The Cuban protests were quickly quelled by military force, hundreds of arrests and telecommunications blackouts soon after they began, however.

Still, the Edmonton couple are not giving up on their homeland. Herrero, a University of Alberta PhD student, and her husband Campos, an architect, voraciously scour the Internet for as much on-the-ground intel as possible. They say the subjugation of the populace is unyielding. Food, fuel and electricity shortages are rampant. Law enforcement brigades sweep main roads and neighbourhoods to dissuade future protests. Suspected political dissidents are monitored on social media and sometimes summoned for exhaustive police interrogations.
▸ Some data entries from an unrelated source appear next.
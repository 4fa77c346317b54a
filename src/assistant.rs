//! Text companion: the assistant seam and the offline template assistant

use crate::error::{Result, VoiceError};
use crate::session::{detect_tags, CompanionTag, ConversationMessage};
use crate::store::{AppStore, MemoryEntry, MemoryKind, UserProfile};
use chrono::{DateTime, Utc};
use serde::Serialize;
use std::sync::atomic::{AtomicUsize, Ordering};
use tokio::sync::RwLock;
use tracing::{info, warn};

/// Shown to the user whenever a reply cannot be produced
pub const FALLBACK_REPLY: &str =
    "I'm having a little trouble right now, but I'm still here with you. Let's try again in a moment.";

/// What the assistant knows about the person it is talking to
#[derive(Debug, Clone, Default)]
pub struct AssistantContext {
    pub user_profile: Option<UserProfile>,
    pub memories: Vec<MemoryEntry>,
}

impl AssistantContext {
    pub fn from_store(store: &AppStore) -> Self {
        Self {
            user_profile: store.profile().cloned(),
            memories: store.memories().to_vec(),
        }
    }

    fn display_name(&self) -> &str {
        self.user_profile
            .as_ref()
            .map(|p| p.display_name())
            .filter(|name| !name.trim().is_empty())
            .unwrap_or("there")
    }
}

#[async_trait::async_trait]
pub trait Assistant: Send + Sync {
    /// Produce a reply; failures surface as `VoiceError::AssistantCall`
    async fn respond(&self, prompt: &str, context: Option<&AssistantContext>) -> Result<String>;
}

/// System prompt describing the person, for model-backed assistants
pub fn build_grounding_prompt(profile: Option<&UserProfile>, memories: &[MemoryEntry]) -> String {
    let mut facts = Vec::new();
    if let Some(profile) = profile {
        if !profile.name.is_empty() {
            facts.push(format!("Their name is {}.", profile.name));
        }
        if let Some(preferred) = &profile.preferred_name {
            facts.push(format!("They like to be called {}.", preferred));
        }
        if let Some(city) = &profile.city {
            facts.push(format!("They live in {}.", city));
        }
        if let Some(country) = &profile.country {
            facts.push(format!("They are in {}.", country));
        }
    }
    let facts = if facts.is_empty() {
        "Not much is known about this person yet.".to_string()
    } else {
        facts.join(" ")
    };

    let people: Vec<String> = memories
        .iter()
        .filter(|m| matches!(m.kind, MemoryKind::Person | MemoryKind::Fact))
        .take(5)
        .map(|m| format!("- {}: {}", m.title, m.description.as_deref().unwrap_or("")))
        .collect();
    let people = if people.is_empty() {
        "No memories have been saved yet.".to_string()
    } else {
        people.join("\n")
    };

    format!(
        "You are a calm and reassuring companion for an older adult.\n\
         \n\
         Speak in short, simple sentences. Help them feel safe and gently \
         orient them in place and time. Use their name when you know it.\n\
         \n\
         Known facts:\n{}\n\
         \n\
         Important people and facts:\n{}\n\
         \n\
         Never make medical claims. Do not talk about technology unless asked. \
         Keep replies brief and warm.",
        facts, people
    )
}

/// Keyword-driven replies that work without any model behind them
#[derive(Debug, Default)]
pub struct TemplateAssistant {
    turn: AtomicUsize,
}

impl TemplateAssistant {
    pub fn new() -> Self {
        Self::default()
    }

    fn reply(&self, prompt: &str, context: &AssistantContext, now: DateTime<Utc>) -> String {
        let text = prompt.to_lowercase();
        let has = |words: &[&str]| words.iter().any(|w| text.contains(w));
        let name = context.display_name();

        if has(&["confused", "where am i", "what day"]) {
            let place = context
                .user_profile
                .as_ref()
                .and_then(|p| p.city.as_deref())
                .unwrap_or("your home");
            return format!(
                "It's alright, {}. You are safe in {}. Today is {}, {}. Let's take a slow breath together. I'm right here.",
                name,
                place,
                now.format("%A"),
                now.format("%B %-d, %Y")
            );
        }

        if has(&["remind", "memory", "remember"]) {
            let people: Vec<&str> = context
                .memories
                .iter()
                .filter(|m| m.kind == MemoryKind::Person)
                .take(2)
                .map(|m| m.title.as_str())
                .collect();
            return match people.len() {
                0 => format!(
                    "I can help you hold on to the things that matter, {}. What would you like me to remember?",
                    name
                ),
                1 => format!(
                    "I'll keep that safe for you, {}. {} matters a lot to you, and I won't forget.",
                    name, people[0]
                ),
                _ => format!(
                    "I'll keep that safe for you, {}. {} matter a lot to you, and I won't forget.",
                    name,
                    people.join(" and ")
                ),
            };
        }

        if has(&["activity", "event", "community"]) {
            return format!(
                "Let's find something nice for you to do today, {}. Would you like something calm and quiet, or something a little more social?",
                name
            );
        }

        if has(&["circle"]) {
            return "I'd be glad to help you find a Circle that suits you. From what you've told me, a gentle and creative group might feel right. Shall I suggest one?".to_string();
        }
        if has(&["garden"]) {
            return "A garden is such a calming place to spend time. Is there a plant or a season you love most?".to_string();
        }
        if has(&["walk"]) {
            return "A morning walk can do a lot of good. Is there a path or a place you especially like?".to_string();
        }
        if has(&["lonely", "alone"]) {
            return "I hear you, and that feeling is okay. You aren't on your own here. I'm listening, and there are friendly groups ready to welcome you whenever you like.".to_string();
        }
        if has(&["story"]) {
            return "I would love to hear it. Take all the time you need. What's on your mind?".to_string();
        }

        let general = [
            format!("I'm listening, {}. Tell me a little more?", name),
            format!("That sounds like it matters to you, {}. How does it make you feel?", name),
            format!("You're not alone, {}. I'm here with you.", name),
            format!("Thank you for telling me, {}. What else is on your mind today?", name),
        ];
        let index = self.turn.fetch_add(1, Ordering::Relaxed) % general.len();
        general[index].clone()
    }
}

#[async_trait::async_trait]
impl Assistant for TemplateAssistant {
    async fn respond(&self, prompt: &str, context: Option<&AssistantContext>) -> Result<String> {
        let empty = AssistantContext::default();
        let context = context.unwrap_or(&empty);
        Ok(self.reply(prompt, context, Utc::now()))
    }
}

/// Outcome of one text companion exchange
#[derive(Debug, Clone, Serialize)]
pub struct ChatReply {
    pub user: ConversationMessage,
    pub reply: ConversationMessage,
    /// Tags newly added to the store by this exchange
    pub new_tags: Vec<CompanionTag>,
    /// Set when the assistant failed and the fallback reply was used
    #[serde(skip_serializing_if = "Option::is_none")]
    pub error: Option<String>,
}

/// Record the user's message, ask the assistant and record its reply
///
/// An assistant failure still produces a reply (the fallback text); the
/// history keeps both sides of the attempt.
pub async fn chat(
    assistant: &dyn Assistant,
    store: &RwLock<AppStore>,
    text: &str,
) -> Result<ChatReply> {
    let user = ConversationMessage::user(text);
    let tags = detect_tags(text);

    let (context, new_tags) = {
        let mut store = store.write().await;
        store.add_companion_message(user.clone()).await?;
        let added = store.add_companion_tags(&tags).await?;
        let new_tags = if added > 0 { tags } else { Vec::new() };
        (AssistantContext::from_store(&store), new_tags)
    };

    let (reply_text, error) = match assistant.respond(text, Some(&context)).await {
        Ok(reply) => (reply, None),
        Err(e) => {
            warn!("Assistant call failed: {}", e);
            let e = match e {
                VoiceError::AssistantCall(_) => e,
                other => VoiceError::AssistantCall(other.to_string()),
            };
            (FALLBACK_REPLY.to_string(), Some(e.to_string()))
        }
    };

    let reply = ConversationMessage::ai(reply_text);
    store
        .write()
        .await
        .add_companion_message(reply.clone())
        .await?;
    info!("Companion exchange recorded ({} new tags)", new_tags.len());

    Ok(ChatReply {
        user,
        reply,
        new_tags,
        error,
    })
}

#[cfg(test)]
mod tests {
    use super::*;
    use chrono::TimeZone;

    fn context_with(city: Option<&str>, people: &[&str]) -> AssistantContext {
        AssistantContext {
            user_profile: Some(UserProfile {
                name: "Aino".to_string(),
                city: city.map(str::to_string),
                ..Default::default()
            }),
            memories: people
                .iter()
                .map(|p| MemoryEntry {
                    id: p.to_string(),
                    kind: MemoryKind::Person,
                    title: p.to_string(),
                    description: None,
                    tags: Vec::new(),
                    created_at: Utc::now(),
                })
                .collect(),
        }
    }

    #[test]
    fn grounding_reply_names_place_and_date() {
        let assistant = TemplateAssistant::new();
        let now = Utc.with_ymd_and_hms(2024, 1, 18, 10, 0, 0).unwrap();
        let reply = assistant.reply("I feel confused", &context_with(Some("Espoo"), &[]), now);
        assert!(reply.contains("Aino"));
        assert!(reply.contains("Espoo"));
        assert!(reply.contains("Thursday, January 18, 2024"));
    }

    #[test]
    fn memory_reply_mentions_people() {
        let assistant = TemplateAssistant::new();
        let reply = assistant.reply(
            "Can you remind me?",
            &context_with(None, &["Maria", "Jussi", "Leena"]),
            Utc::now(),
        );
        assert!(reply.contains("Maria and Jussi matter"));
        assert!(!reply.contains("Leena"));
    }

    #[test]
    fn general_replies_rotate() {
        let assistant = TemplateAssistant::new();
        let ctx = AssistantContext::default();
        let first = assistant.reply("hmm", &ctx, Utc::now());
        let second = assistant.reply("hmm", &ctx, Utc::now());
        assert_ne!(first, second);
        assert!(first.contains("there"));
    }

    #[test]
    fn grounding_prompt_limits_memories() {
        let memories: Vec<MemoryEntry> = (0..8)
            .map(|i| MemoryEntry {
                id: i.to_string(),
                kind: if i % 2 == 0 { MemoryKind::Person } else { MemoryKind::Event },
                title: format!("m{}", i),
                description: None,
                tags: Vec::new(),
                created_at: Utc::now(),
            })
            .collect();
        let prompt = build_grounding_prompt(None, &memories);
        assert!(prompt.contains("Not much is known"));
        assert!(prompt.contains("- m0"));
        assert!(!prompt.contains("- m1"));
        assert_eq!(prompt.matches("\n- ").count(), 4);
    }
}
Spanish non-government organization Prisoners and Defenders reported at least 200 citizens disappeared without a trace in the early days of last summer’s turmoil. In the following months, over 700 people — thus far — have been imprisoned between five and 30 years. As of yet, no family member or friend of Herrero and Campos have been incarcerated. To protect their loved ones, fearful of government surveillance, they do not attempt contact.

The Catholic Register first spoke to Campos and Herrero in August 2021. During that interview they said they were “so disappointed” with the remarks Pope Francis delivered shortly after the unrest began. The Pontiff said, “I am near to the dear Cuban people” and he prayed “the Lord might help the nation build a society that is more just and more fraternal through peace, dialogue and solidarity.”
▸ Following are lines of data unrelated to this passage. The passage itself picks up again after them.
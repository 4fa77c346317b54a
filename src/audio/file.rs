use crate::error::{Result, VoiceError};
use hound::WavReader;
use std::path::Path;
use std::time::Duration;
use tokio::sync::mpsc;
use tokio_util::sync::CancellationToken;
use tracing::{debug, info};

use super::backend::{AudioBackend, AudioBackendConfig, AudioFrame, LinearResampler};

pub struct AudioFile {
    pub path: String,
    pub duration_seconds: f64,
    pub sample_rate: u32,
    pub channels: u16,
    pub samples: Vec<i16>,
}

impl AudioFile {
    pub fn open(path: impl AsRef<Path>) -> Result<Self> {
        let path = path.as_ref();
        info!("Opening audio file: {}", path.display());

        let reader = WavReader::open(path)?;

        let spec = reader.spec();
        let samples: Vec<i16> = reader
            .into_samples::<i16>()
            .collect::<std::result::Result<Vec<_>, _>>()?;

        let duration_seconds =
            samples.len() as f64 / (spec.sample_rate as f64 * spec.channels as f64);

        info!(
            "Audio file loaded: {:.1}s, {}Hz, {} channels, {} samples",
            duration_seconds,
            spec.sample_rate,
            spec.channels,
            samples.len()
        );

        Ok(Self {
            path: path.display().to_string(),
            duration_seconds,
            sample_rate: spec.sample_rate,
            channels: spec.channels,
            samples,
        })
    }

    /// Mono copy of the samples (stereo is averaged, other layouts keep channel 0)
    pub fn to_mono(&self) -> Vec<i16> {
        match self.channels {
            0 | 1 => self.samples.clone(),
            2 => self
                .samples
                .chunks_exact(2)
                .map(|lr| ((lr[0] as i32 + lr[1] as i32) / 2) as i16)
                .collect(),
            n => self
                .samples
                .chunks_exact(n as usize)
                .map(|frame| frame[0])
                .collect(),
        }
    }
}

/// Replays a WAV file as a stream of timed frames
///
/// Frame timestamps are derived from sample positions, so silence detection
/// behaves the same whether or not playback is paced in real time.
pub struct FileBackend {
    path: String,
    config: AudioBackendConfig,
    realtime: bool,
    cancel: Option<CancellationToken>,
}

impl FileBackend {
    pub fn new(path: impl Into<String>, config: AudioBackendConfig) -> Self {
        Self {
            path: path.into(),
            config,
            realtime: false,
            cancel: None,
        }
    }

    /// Pace frames at the buffer duration instead of emitting them as fast as possible
    pub fn realtime(mut self, realtime: bool) -> Self {
        self.realtime = realtime;
        self
    }
}

#[async_trait::async_trait]
impl AudioBackend for FileBackend {
    async fn start(&mut self) -> Result<mpsc::Receiver<AudioFrame>> {
        if self.cancel.is_some() {
            return Err(VoiceError::Capture(format!("{} already capturing", self.path)));
        }

        let audio = AudioFile::open(&self.path)?;
        let (channels, samples) = if self.config.target_channels == 1 {
            (1, audio.to_mono())
        } else {
            (audio.channels, audio.samples.clone())
        };
        let (sample_rate, samples) = match self.config.target_sample_rate {
            0 => (audio.sample_rate, samples),
            target if target == audio.sample_rate => (target, samples),
            target => {
                debug!("Resampling {} from {}Hz to {}Hz", self.path, audio.sample_rate, target);
                let mut resampler = LinearResampler::new(audio.sample_rate, target, channels);
                (target, resampler.process(&samples))
            }
        };
        let buffer_ms = self.config.buffer_duration_ms.max(1);
        let frame_len =
            ((sample_rate as u64 * buffer_ms / 1000) as usize * channels as usize).max(1);
        let realtime = self.realtime;

        let cancel = CancellationToken::new();
        self.cancel = Some(cancel.clone());

        let (tx, rx) = mpsc::channel(64);
        let path = self.path.clone();

        tokio::spawn(async move {
            let mut ticker = tokio::time::interval(Duration::from_millis(buffer_ms));
            for (index, chunk) in samples.chunks(frame_len).enumerate() {
                if realtime {
                    tokio::select! {
                        _ = cancel.cancelled() => break,
                        _ = ticker.tick() => {}
                    }
                } else if cancel.is_cancelled() {
                    break;
                }

                let frame = AudioFrame {
                    samples: chunk.to_vec(),
                    sample_rate,
                    channels,
                    timestamp_ms: index as u64 * buffer_ms,
                };
                if tx.send(frame).await.is_err() {
                    break;
                }
            }
            debug!("File source exhausted: {}", path);
        });

        Ok(rx)
    }

    async fn stop(&mut self) -> Result<()> {
        if let Some(cancel) = self.cancel.take() {
            cancel.cancel();
        }
        Ok(())
    }

    fn is_capturing(&self) -> bool {
        self.cancel.as_ref().is_some_and(|c| !c.is_cancelled())
    }

    fn name(&self) -> &str {
        "file"
    }
}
Campos criticized the statement for “being very soft,” failing to condemn the regime and not commenting “about the people who disappeared or the people who were jailed.”

It led them to reach out to multiple Canadian religious institutions for weeks last autumn, urging Church leaders to press the Pope for a proclamation outright denouncing the government.

Days before the one-year anniversary of the protest, Pope Francis was questioned about Cuba during an interview with Reuters. He said, “Cuba is a symbol, Cuba has a great history.” He also spoke of the people and leaders he had built relationships with, including Raul Castro, the president from 2011 until he stepped down in April 2021.

“Unsurprising” to Campos and Herrero, the leader of the Catholic Church did not rebuke the Communist Party of Cuba for acts of oppression.

“The Cuban Catholics in Edmonton are very disappointed in the Pope for his position,” said Campos. “He said he has a close relationship with the dictatorship that is persecuting the Cuban people who he said he is close with and loves. As a representative of God, there is something wrong there.”

Without diving into specifics, Campos said the Pope “will see from far away how disappointed we are” during the Edmonton leg of the papal visit July 24-26. He responded, “I don’t know, maybe,” when asked if they would stage a protest at one of the events open to the public.

Campos is also urging Canadians to once again renew focus on the Cuban situation and resist gifting the regime with tourism dollars. Canadians make up the largest number of tourists that visit the island nation.

“Canadians should not go for a vacation in Cuba, as their tourism dollars only strengthen the dictatorship,” said Herrero. “Tourism money does not get funnelled to critical institutions such as hospitals and schools.” Instead, it will “go towards building more hotels, and fueling the police, repression and dictator.”

As for the current situation in Cuba, media outlets reported that the government anticipated protests to reignite on the anniversary date, though there has been no news on that front in world media. Still, it’s only a matter of time until a renewed push for “libertad” rises again, said Herrero.

“The economic situation is not getting any better. The only people who can emigrate have a lot of money. Inside the country, the situation is becoming like a pressure cooker. I think at any moment, at any time, we will see protests like the ones that happened last year.”